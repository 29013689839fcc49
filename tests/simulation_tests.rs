#[cfg(test)]
mod tests {
    use chrono::NaiveTime;
    use volume_engine::{
        ArrivalPattern, ChannelMix, SimConfig, SimError, VolumeSimulation,
    };

    fn t(h: u32, m: u32) -> NaiveTime {
        NaiveTime::from_hms_opt(h, m, 0).expect("test: valid time")
    }

    fn standard_config() -> SimConfig {
        SimConfig {
            open: t(8, 0),
            close: t(9, 0),
            contacts_per_hour: 400.0,
            pattern: ArrivalPattern::Flat,
            mix: ChannelMix::from_pairs(&[("Voice", 50.0), ("Chat", 30.0), ("Email", 20.0)]),
        }
    }

    // ========== End-to-End: Flat Hour ==========

    #[test]
    fn test_flat_hour_curve_and_table_shape() {
        let sim = VolumeSimulation::new(standard_config());
        let run = sim.run_seeded(7).expect("run");

        let labels: Vec<&str> = run.curve.iter().map(|p| p.label.as_str()).collect();
        assert_eq!(labels, vec!["08:00", "08:15", "08:30", "08:45"]);
        for point in &run.curve {
            assert_eq!(point.weight, 0.25, "flat curve over 4 intervals");
        }

        assert_eq!(run.table.len(), 4);
        assert_eq!(run.table.channels, vec!["Voice", "Chat", "Email"]);
        for row in &run.table.rows {
            assert_eq!(row.counts.len(), 3);
            assert_eq!(row.total, row.counts.iter().sum::<u32>());
        }
        assert!(run.mix_rescaled.is_none());
    }

    #[test]
    fn test_flat_hour_mean_total_near_expected() {
        // 400/hr over 4 intervals, flat: expected 100 contacts per interval.
        // Seeded trials, so the outcome is fixed; assert the mean lands within
        // a statistical tolerance rather than any exact draw.
        let sim = VolumeSimulation::new(standard_config());
        let trials = 300;
        let mut sums = [0u64; 4];
        for seed in 0..trials {
            let run = sim.run_seeded(seed).expect("run");
            for (i, row) in run.table.rows.iter().enumerate() {
                sums[i] += row.total as u64;
            }
        }
        for (i, &sum) in sums.iter().enumerate() {
            let mean = sum as f64 / trials as f64;
            assert!(
                (mean - 100.0).abs() < 2.5,
                "interval {} mean {} far from expected 100",
                i,
                mean
            );
        }
    }

    // ========== Mix Rescaling ==========

    #[test]
    fn test_overweight_mix_rescales_to_even_split() {
        let mut config = standard_config();
        config.close = t(20, 0); // long window for a stable split
        config.contacts_per_hour = 1000.0;
        config.mix = ChannelMix::from_pairs(&[("Voice", 60.0), ("Chat", 60.0)]);
        let sim = VolumeSimulation::new(config);
        let run = sim.run_seeded(42).expect("run");

        assert_eq!(run.mix_rescaled, Some(120.0), "raw sum surfaced as a warning");

        let totals = run.table.channel_totals();
        let grand = run.table.grand_total() as f64;
        let voice_pct = totals[0] as f64 / grand * 100.0;
        assert!(
            (voice_pct - 50.0).abs() < 3.0,
            "Voice {:.1}% expected ~50% after rescale",
            voice_pct
        );
    }

    // ========== Empty / Zero Inputs ==========

    #[test]
    fn test_inverted_window_yields_empty_run() {
        let mut config = standard_config();
        config.open = t(17, 0);
        config.close = t(8, 0);
        let run = VolumeSimulation::new(config).run_seeded(1).expect("run");
        assert!(run.curve.is_empty());
        assert!(run.table.is_empty());
        assert_eq!(run.table.channels, vec!["Voice", "Chat", "Email"]);
    }

    #[test]
    fn test_zero_width_window_yields_empty_run() {
        let mut config = standard_config();
        config.close = config.open;
        let run = VolumeSimulation::new(config).run_seeded(1).expect("run");
        assert!(run.table.is_empty());
    }

    #[test]
    fn test_zero_rate_yields_zero_counts() {
        let mut config = standard_config();
        config.contacts_per_hour = 0.0;
        let run = VolumeSimulation::new(config).run_seeded(1).expect("run");
        assert_eq!(run.table.len(), 4);
        assert_eq!(run.table.grand_total(), 0);
        for row in &run.table.rows {
            assert!(row.counts.iter().all(|&c| c == 0));
        }
    }

    // ========== Custom Weights ==========

    #[test]
    fn test_custom_weights_flow_through() {
        let mut config = standard_config();
        config.pattern = ArrivalPattern::Custom(vec![1.0, 2.0, 1.0, 0.0]);
        let run = VolumeSimulation::new(config).run_seeded(3).expect("run");

        let weights: Vec<f64> = run.curve.iter().map(|p| p.weight).collect();
        assert_eq!(weights, vec![0.25, 0.5, 0.25, 0.0]);

        // Zero-weight interval draws nothing
        assert_eq!(run.table.rows[3].total, 0);
    }

    #[test]
    fn test_all_zero_custom_weights_fail() {
        let mut config = standard_config();
        config.pattern = ArrivalPattern::Custom(vec![0.0, 0.0, 0.0, 0.0]);
        let err = VolumeSimulation::new(config).run_seeded(1).unwrap_err();
        assert!(
            matches!(err, SimError::Curve(_)),
            "expected a curve error, got: {err}"
        );
    }

    // ========== Determinism ==========

    #[test]
    fn test_same_seed_reproduces_table() {
        let mut config = standard_config();
        config.close = t(18, 0);
        let sim = VolumeSimulation::new(config);
        let a = sim.run_seeded(5).expect("run");
        let b = sim.run_seeded(5).expect("run");
        assert_eq!(a.table, b.table);
        assert_eq!(a.curve, b.curve);
    }

    #[test]
    fn test_different_seeds_diverge() {
        // 40 intervals at 240/hr: two seeds agreeing on every count would be
        // astronomically unlikely.
        let mut config = standard_config();
        config.close = t(18, 0);
        config.contacts_per_hour = 240.0;
        let sim = VolumeSimulation::new(config);
        let a = sim.run_seeded(1).expect("run");
        let b = sim.run_seeded(2).expect("run");
        assert_ne!(a.table, b.table);
    }

    #[test]
    fn test_random_pattern_curve_reproducible() {
        let mut config = standard_config();
        config.close = t(14, 0);
        config.pattern = ArrivalPattern::Random;
        let sim = VolumeSimulation::new(config);
        let a = sim.run_seeded(1).expect("run");
        let b = sim.run_seeded(2).expect("run");
        assert_eq!(a.curve, b.curve, "Random curve is pinned to its own seed");
        assert_ne!(a.table, b.table, "sampling still follows the sampler seed");
    }

    // ========== Pattern Aliases ==========

    #[test]
    fn test_bell_curve_aliases_midday_spike() {
        let mut spike_config = standard_config();
        spike_config.close = t(12, 0);
        spike_config.pattern = ArrivalPattern::MiddaySpike;
        let mut bell_config = spike_config.clone();
        bell_config.pattern = ArrivalPattern::BellCurve;

        let spike = VolumeSimulation::new(spike_config).run_seeded(9).expect("run");
        let bell = VolumeSimulation::new(bell_config).run_seeded(9).expect("run");
        assert_eq!(spike.curve, bell.curve);
        assert_eq!(spike.table, bell.table);
    }
}
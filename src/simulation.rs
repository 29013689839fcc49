// Simulation facade: config in, display-ready curve + volume table out.

use rand::{Rng, SeedableRng};
use rand_chacha::ChaCha8Rng;
use serde::Serialize;

use crate::curve::{ArrivalCurve, CurveError, RANDOM_PATTERN_SEED};
use crate::sampler::simulate_volume;
use crate::schedule::IntervalGrid;
use crate::types::{CurvePoint, MixError, SimConfig, VolumeTable};

#[derive(Debug, Clone, PartialEq, thiserror::Error)]
pub enum SimError {
    #[error(transparent)]
    Curve(#[from] CurveError),

    #[error(transparent)]
    Mix(#[from] MixError),
}

/// Result of one simulation run.
#[derive(Debug, Clone, PartialEq, Serialize)]
pub struct SimulationRun {
    /// Display-ready arrival curve, weights rounded to 4 decimals.
    pub curve: Vec<CurvePoint>,
    pub table: VolumeTable,
    /// Raw share sum when the channel mix had to be rescaled to 100.
    pub mix_rescaled: Option<f64>,
}

/// Volume simulator: a pure function of [`SimConfig`] plus an injected
/// random source. No state is carried between runs; every invocation
/// recomputes the grid, curve, and table from the config snapshot.
///
/// The Random arrival pattern always draws from its own ChaCha8 source
/// seeded with [`RANDOM_PATTERN_SEED`], so the curve is stable run to run.
/// Channel sampling is free-running under [`run`](Self::run) and
/// reproducible under [`run_seeded`](Self::run_seeded).
#[derive(Debug, Clone)]
pub struct VolumeSimulation {
    config: SimConfig,
}

impl VolumeSimulation {
    pub fn new(config: SimConfig) -> Self {
        Self { config }
    }

    pub fn config(&self) -> &SimConfig {
        &self.config
    }

    pub fn grid(&self) -> IntervalGrid {
        IntervalGrid::new(self.config.open, self.config.close)
    }

    /// Run with an entropy-seeded sampler; results vary run to run.
    pub fn run(&self) -> Result<SimulationRun, SimError> {
        self.run_with_rng(&mut ChaCha8Rng::from_entropy())
    }

    /// Run with a deterministic sampler seed.
    pub fn run_seeded(&self, seed: u64) -> Result<SimulationRun, SimError> {
        self.run_with_rng(&mut ChaCha8Rng::seed_from_u64(seed))
    }

    pub fn run_with_rng(&self, rng: &mut impl Rng) -> Result<SimulationRun, SimError> {
        let grid = self.grid();

        let mut curve_rng = ChaCha8Rng::seed_from_u64(RANDOM_PATTERN_SEED);
        let curve = ArrivalCurve::from_pattern(&self.config.pattern, grid.len(), &mut curve_rng)?;

        let (mix, mix_rescaled) = self.config.mix.normalized()?;
        if let Some(sum) = mix_rescaled {
            log::warn!("channel mix sums to {sum}, rescaling shares to 100");
        }

        let table = simulate_volume(&grid, &curve, self.config.contacts_per_hour, &mix, rng)?;

        let curve_points = grid
            .labels()
            .into_iter()
            .zip(curve.rounded())
            .map(|(label, weight)| CurvePoint { label, weight })
            .collect();

        Ok(SimulationRun {
            curve: curve_points,
            table,
            mix_rescaled,
        })
    }
}

#[cfg(test)]
mod tests {
    use super::*;
    use crate::curve::ArrivalPattern;
    use crate::types::ChannelMix;
    use chrono::NaiveTime;

    fn t(h: u32, m: u32) -> NaiveTime {
        NaiveTime::from_hms_opt(h, m, 0).expect("test: valid time")
    }

    fn config(pattern: ArrivalPattern) -> SimConfig {
        SimConfig {
            open: t(8, 0),
            close: t(9, 0),
            contacts_per_hour: 400.0,
            pattern,
            mix: ChannelMix::from_pairs(&[("Voice", 50.0), ("Chat", 30.0), ("Email", 20.0)]),
        }
    }

    #[test]
    fn random_curve_is_stable_across_sampler_seeds() {
        let sim = VolumeSimulation::new(config(ArrivalPattern::Random));
        let a = sim.run_seeded(1).expect("run");
        let b = sim.run_seeded(999).expect("run");
        assert_eq!(a.curve, b.curve, "curve must not depend on the sampler seed");
    }

    #[test]
    fn same_seed_same_table() {
        let sim = VolumeSimulation::new(config(ArrivalPattern::Flat));
        let a = sim.run_seeded(11).expect("run");
        let b = sim.run_seeded(11).expect("run");
        assert_eq!(a.table, b.table);
    }

    #[test]
    fn curve_errors_propagate() {
        let sim = VolumeSimulation::new(config(ArrivalPattern::Custom(vec![0.0, 0.0, 0.0, 0.0])));
        let err = sim.run_seeded(1).unwrap_err();
        assert_eq!(err, SimError::Curve(CurveError::ZeroWeightSum));
    }

    #[test]
    fn mix_errors_propagate() {
        let mut cfg = config(ArrivalPattern::Flat);
        cfg.mix = ChannelMix::from_pairs(&[("Voice", 0.0), ("Chat", 0.0)]);
        let sim = VolumeSimulation::new(cfg);
        let err = sim.run_seeded(1).unwrap_err();
        assert_eq!(err, SimError::Mix(crate::types::MixError::ZeroShareSum));
    }
}
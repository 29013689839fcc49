// Preset definitions: named parameter sets covering the common channel mixes
// and arrival shapes. All runtime behavior lives in the engine; a preset is
// just a config snapshot.

use chrono::NaiveTime;
use volume_engine::{ArrivalPattern, ChannelMix, SimConfig};

pub struct Preset {
    pub name: &'static str,
    pub label: &'static str,
    pub start: NaiveTime,
    pub end: NaiveTime,
    pub contacts_per_hour: f64,
    pub pattern: ArrivalPattern,
    pub mix: ChannelMix,
}

impl Preset {
    pub fn config(&self) -> SimConfig {
        SimConfig {
            open: self.start,
            close: self.end,
            contacts_per_hour: self.contacts_per_hour,
            pattern: self.pattern.clone(),
            mix: self.mix.clone(),
        }
    }
}

fn t(h: u32, m: u32) -> NaiveTime {
    NaiveTime::from_hms_opt(h, m, 0).expect("preset times are valid")
}

pub fn presets() -> Vec<Preset> {
    vec![
        Preset {
            name: "WEEKDAY_BASELINE",
            label: "Weekday Baseline",
            start: t(8, 0),
            end: t(18, 0),
            contacts_per_hour: 240.0,
            pattern: ArrivalPattern::MorningPeak,
            mix: ChannelMix::from_pairs(&[("Voice", 50.0), ("Chat", 30.0), ("Email", 20.0)]),
        },
        Preset {
            name: "SUPPORT_EVENING",
            label: "Evening Support Desk",
            start: t(12, 0),
            end: t(22, 0),
            contacts_per_hour: 180.0,
            pattern: ArrivalPattern::AfternoonPeak,
            mix: ChannelMix::from_pairs(&[
                ("Voice", 40.0),
                ("Chat", 30.0),
                ("Email", 20.0),
                ("SMS", 10.0),
            ]),
        },
        Preset {
            name: "LUNCH_RUSH",
            label: "Lunch Rush",
            start: t(9, 0),
            end: t(17, 0),
            contacts_per_hour: 320.0,
            pattern: ArrivalPattern::MiddaySpike,
            mix: ChannelMix::from_pairs(&[("Voice", 45.0), ("Chat", 35.0), ("Email", 20.0)]),
        },
        Preset {
            name: "RETAIL_SPLIT_SHIFT",
            label: "Retail Split Shift",
            start: t(7, 0),
            end: t(19, 0),
            contacts_per_hour: 260.0,
            pattern: ArrivalPattern::DoublePeaks,
            mix: ChannelMix::from_pairs(&[
                ("Voice", 35.0),
                ("Chat", 30.0),
                ("Email", 20.0),
                ("SMS", 15.0),
            ]),
        },
        Preset {
            name: "BACKLOG_DRAIN",
            label: "Backlog Drain (front-loaded)",
            start: t(18, 0),
            end: t(23, 45),
            contacts_per_hour: 140.0,
            pattern: ArrivalPattern::FrontLoaded,
            mix: ChannelMix::from_pairs(&[("Voice", 70.0), ("Email", 30.0)]),
        },
        Preset {
            name: "CHAOS_DRILL",
            label: "Chaos Drill (random curve)",
            start: t(8, 0),
            end: t(16, 0),
            contacts_per_hour: 200.0,
            pattern: ArrivalPattern::Random,
            mix: ChannelMix::from_pairs(&[("Voice", 50.0), ("Chat", 30.0), ("Email", 20.0)]),
        },
    ]
}
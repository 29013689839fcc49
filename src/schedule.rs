// Interval grid: fixed 15-minute slots between two times of day

use chrono::{Duration, NaiveTime};
use serde::{Deserialize, Serialize};

/// Fixed interval width. All volume simulation runs at this granularity.
pub const INTERVAL_MINUTES: i64 = 15;

pub const INTERVALS_PER_HOUR: f64 = 60.0 / INTERVAL_MINUTES as f64;

/// Ordered, contiguous sequence of 15-minute intervals between `start` and
/// `end`, half-open at the end: the interval beginning at `end` is excluded,
/// and a trailing fraction shorter than 15 minutes is dropped (floor).
///
/// `end <= start` yields an empty grid rather than an error; downstream
/// simulation over an empty grid produces an empty table.
#[derive(Debug, Clone, Copy, PartialEq, Serialize, Deserialize)]
pub struct IntervalGrid {
    start: NaiveTime,
    end: NaiveTime,
    count: usize,
}

impl IntervalGrid {
    pub fn new(start: NaiveTime, end: NaiveTime) -> Self {
        let span = end.signed_duration_since(start).num_minutes();
        let count = if span <= 0 {
            0
        } else {
            (span / INTERVAL_MINUTES) as usize
        };
        Self { start, end, count }
    }

    pub fn start(&self) -> NaiveTime {
        self.start
    }

    pub fn end(&self) -> NaiveTime {
        self.end
    }

    pub fn len(&self) -> usize {
        self.count
    }

    pub fn is_empty(&self) -> bool {
        self.count == 0
    }

    /// Start time of interval `i`.
    pub fn start_of(&self, i: usize) -> NaiveTime {
        self.start + Duration::minutes(i as i64 * INTERVAL_MINUTES)
    }

    /// `HH:MM` display label for interval `i`.
    pub fn label_of(&self, i: usize) -> String {
        self.start_of(i).format("%H:%M").to_string()
    }

    pub fn labels(&self) -> Vec<String> {
        (0..self.count).map(|i| self.label_of(i)).collect()
    }
}

#[cfg(test)]
mod tests {
    use super::*;

    fn t(h: u32, m: u32) -> NaiveTime {
        NaiveTime::from_hms_opt(h, m, 0).expect("test: valid time")
    }

    #[test]
    fn one_hour_is_four_intervals() {
        let grid = IntervalGrid::new(t(8, 0), t(9, 0));
        assert_eq!(grid.len(), 4);
        assert_eq!(grid.labels(), vec!["08:00", "08:15", "08:30", "08:45"]);
    }

    #[test]
    fn trailing_fraction_is_floored() {
        // 59 minutes: only 3 whole intervals fit
        let grid = IntervalGrid::new(t(8, 0), t(8, 59));
        assert_eq!(grid.len(), 3);
        // 61 minutes still rounds down to 4
        let grid = IntervalGrid::new(t(8, 0), t(9, 1));
        assert_eq!(grid.len(), 4);
    }

    #[test]
    fn full_business_day() {
        let grid = IntervalGrid::new(t(8, 0), t(18, 0));
        assert_eq!(grid.len(), 40);
        assert_eq!(grid.label_of(0), "08:00");
        assert_eq!(grid.label_of(39), "17:45");
    }

    #[test]
    fn end_not_after_start_is_empty() {
        assert!(IntervalGrid::new(t(9, 0), t(9, 0)).is_empty());
        assert!(IntervalGrid::new(t(17, 0), t(8, 0)).is_empty());
        // under one interval wide also yields nothing
        assert!(IntervalGrid::new(t(9, 0), t(9, 14)).is_empty());
    }

    #[test]
    fn interval_starts_are_contiguous() {
        let grid = IntervalGrid::new(t(10, 30), t(12, 0));
        assert_eq!(grid.len(), 6);
        for i in 0..grid.len() {
            assert_eq!(
                grid.start_of(i),
                t(10, 30) + Duration::minutes(i as i64 * 15)
            );
        }
    }
}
────
**The problem**
Pull out each line of the entries that contains "rows".

**Task answer**
        for row in &run.table.rows {
            for (i, row) in run.table.rows.iter().enumerate() {
        for row in &run.table.rows {
        assert_eq!(run.table.rows[3].total, 0);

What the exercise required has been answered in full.